→ YOUR OBJECTIVE
Once the line containing "impl fmt::Display for" is found in the listing below, return it and each line after it through the last, exactly as given.

→ TASK DATA
▼
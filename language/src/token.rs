use std::fmt;

/// Lexical category of a [`Token`].
#[derive(Debug, Clone, Copy, PartialEq, Eq, Hash)]
pub enum TokenKind {
    Whitespace,
    Identifier,
    Keyword,
    IntegerLiteral,
    FloatLiteral,
    CharLiteral,
    /// A run of string literal text, including its quotes when present.
    StringLiteral,
    /// `$name`, `${` or the `}` closing a template expression.
    TemplateEntry,
    LineComment,
    BlockComment,
    DocComment,
    Shebang,
    LParen,
    RParen,
    LBrace,
    RBrace,
    LBracket,
    RBracket,
    Semicolon,
    Colon,
    Comma,
    Dot,
    At,
    Operator,
    BadCharacter,
}

impl TokenKind {
    pub fn as_str(&self) -> &'static str {
        match self {
            TokenKind::Whitespace => "whitespace",
            TokenKind::Identifier => "identifier",
            TokenKind::Keyword => "keyword",
            TokenKind::IntegerLiteral => "integer_literal",
            TokenKind::FloatLiteral => "float_literal",
            TokenKind::CharLiteral => "char_literal",
            TokenKind::StringLiteral => "string_literal",
            TokenKind::TemplateEntry => "template_entry",
            TokenKind::LineComment => "line_comment",
            TokenKind::BlockComment => "block_comment",
            TokenKind::DocComment => "doc_comment",
            TokenKind::Shebang => "shebang",
            TokenKind::LParen => "(",
            TokenKind::RParen => ")",
            TokenKind::LBrace => "{",
            TokenKind::RBrace => "}",
            TokenKind::LBracket => "[",
            TokenKind::RBracket => "]",
            TokenKind::Semicolon => ";",
            TokenKind::Colon => ":",
            TokenKind::Comma => ",",
            TokenKind::Dot => ".",
            TokenKind::At => "@",
            TokenKind::Operator => "operator",
            TokenKind::BadCharacter => "bad_character",
        }
    }

    pub fn is_trivia(&self) -> bool {
        matches!(
            self,
            TokenKind::Whitespace
                | TokenKind::LineComment
                | TokenKind::BlockComment
                | TokenKind::DocComment
                | TokenKind::Shebang
        )
    }
}

impl fmt::Display for TokenKind {
    fn fmt(&self, f: &mut fmt::Formatter<'_>) -> fmt::Result {
        f.write_str(self.as_str())
    }
}

/// A lexed slice of the source.
///
/// `start..end` is a character range; `text` is the matching slice.
#[derive(Debug, Clone, Copy, PartialEq, Eq)]
pub struct Token<'a> {
    pub start: usize,
    pub end: usize,
    pub text: &'a str,
    pub kind: TokenKind,
}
▲
→ SOLUTION TO THIS EXERCISE
impl fmt::Display for TokenKind {
    fn fmt(&self, f: &mut fmt::Formatter<'_>) -> fmt::Result {
        f.write_str(self.as_str())
    }
}

/// A lexed slice of the source.
///
/// `start..end` is a character range; `text` is the matching slice.
#[derive(Debug, Clone, Copy, PartialEq, Eq)]
pub struct Token<'a> {
    pub start: usize,
    pub end: usize,
    pub text: &'a str,
    pub kind: TokenKind,
}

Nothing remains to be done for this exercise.